Cytokine-Induced Memory-Like NK Cells with High Reactivity against Acute Leukemia Blasts and Solid Tumor Cells Suitable for Adoptive Immunotherapy Approaches

Simple Summary Several strategies have been under investigation on how to enhance anti-tumor responses in patients with poor prognosis. Considering the heterogeneity of antigens expressed by different hematological and solid neoplasia, it is difficult to develop specific immunotherapy approaches. The capacity of Natural Killer (NK) cells to kill tumor cells without specific Ag recognition provides an advantage over T cells and makes them appealing candidate effectors for immunotherapy, even if the effectiveness of their therapeutic use is limited by short-term persistence in vivo. After providing proof of concept regarding the feasibility of inducing NK cells endowed with anti-tumor activity and ability to persist for a protracted period in vivo, considering the relatively short period of in vitro activation, this approach could easily be translated into clinical practice to control tumor growth in high-risk patients. The limited efficacy of Natural Killer (NK) cell-based immunotherapy results in part from the suboptimal expansion and persistence of the infused cells. Recent reports suggest that the generation of NK cells with memory-like properties upon in vitro activation with defined cytokines might be an effective way of ensuring long-lasting NK cell function in vivo.

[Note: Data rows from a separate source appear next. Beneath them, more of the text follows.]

//! Role catalogs that do not form a forest are rejected on load.

use user_hierarchy::{roles, users, Error, ResolverConfigBuilder, Role, RoleHierarchyResolver};

fn loaded(use_recursive: bool) -> RoleHierarchyResolver {
    let mut resolver = RoleHierarchyResolver::new(use_recursive);
    resolver.set_roles(&roles![1 => 0, 2 => 1, 3 => 2]).unwrap();
    resolver.set_users(&users![
        1, "Carl CEO" => 1;
        2, "Mary Manager" => 2;
        3, "Sam Supervisor" => 3;
    ]);
    resolver
}

#[test]
fn test_cycle_is_rejected() {
    for use_recursive in [false, true] {
        let mut resolver = loaded(use_recursive);

        let err = resolver
            .set_roles(&roles![1 => 3, 2 => 1, 3 => 2])
            .unwrap_err();

        assert!(matches!(err, Error::CircularDependency(_)));
    }
}

#[test]
fn test_cycle_below_a_valid_tree_is_rejected() {
    let mut resolver = RoleHierarchyResolver::new(false);

    let err = resolver
        .set_roles(&roles![1 => 0, 2 => 1, 3 => 4, 4 => 3])
        .unwrap_err();

    assert!(matches!(err, Error::CircularDependency(_)));
}

#[test]
fn test_self_parent_is_rejected() {
    let mut resolver = RoleHierarchyResolver::new(true);

    let err = resolver.set_roles(&[Role::new(5, 5)]).unwrap_err();

    assert!(matches!(err, Error::CircularDependency(5)));
}

#[test]
fn test_dangling_parent_is_rejected() {
    let mut resolver = RoleHierarchyResolver::new(false);

    let err = resolver.set_roles(&roles![1 => 0, 2 => 7]).unwrap_err();

    assert!(matches!(err, Error::ParentNotFound { role: 2, parent: 7 }));
}

#[test]
fn test_duplicate_role_is_rejected() {
    let mut resolver = RoleHierarchyResolver::new(false);

    let err = resolver.set_roles(&roles![1 => 0, 2 => 1, 2 => 0]).unwrap_err();

    assert!(matches!(err, Error::RoleAlreadyExists(2)));
}

#[test]
fn test_reserved_root_id_is_rejected() {
    let mut resolver = RoleHierarchyResolver::new(false);

    let err = resolver.set_roles(&roles![0 => 0]).unwrap_err();

    assert!(matches!(err, Error::InvalidArgument(_)));
}

#[test]
fn test_depth_limit() {
    let chain: Vec<Role> = (1..=10).map(|id| Role::new(id, id - 1)).collect();

    let mut shallow =
        RoleHierarchyResolver::with_config(ResolverConfigBuilder::new().max_depth(9).build());
    assert!(matches!(
        shallow.set_roles(&chain),
        Err(Error::MaxDepthExceeded(9))
    ));

    let mut deep =
        RoleHierarchyResolver::with_config(ResolverConfigBuilder::new().max_depth(10).build());
    deep.set_roles(&chain).unwrap();
    assert_eq!(deep.descendant_roles(1).len(), 9);
}

#[test]
fn test_rejected_load_keeps_previous_catalog() {
    for use_recursive in [false, true] {
        let mut resolver = loaded(use_recursive);

        assert!(resolver.set_roles(&roles![1 => 0, 2 => 9]).is_err());

        let ids: Vec<u64> = resolver.get_subordinates(1).iter().map(|u| u.id()).collect();
        assert_eq!(ids, vec![2, 3]);
        assert_eq!(resolver.roles().len(), 3);
    }
}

Here, we demonstrate that activation with IL-12, IL-15 and IL-18 followed by a one-week culture with optimal doses of Interleukin (IL-2) and IL-15 generates substantial numbers of memory-like NK cells able to persist for at least three weeks when injected into NOD scid gamma (NSG) mice. This approach induces haploidentical donor-derived memory-like NK cells that are highly lytic against patients' myeloid or lymphoid leukemia blasts, independent of the presence of alloreactive cell populations in the donor and with negligible reactivity against patients' non-malignant cells. Memory-like NK cells able to lyse autologous tumor cells can also be generated from patients with solid malignancies. The anti-tumor activity of allogenic and autologous memory-like NK cells is significantly greater than that displayed by NK cells stimulated overnight with IL-2, supporting their potential therapeutic value both in patients affected by high-risk acute leukemia after haploidentical hematopoietic stem cell transplantation and in patients with advanced solid malignancies.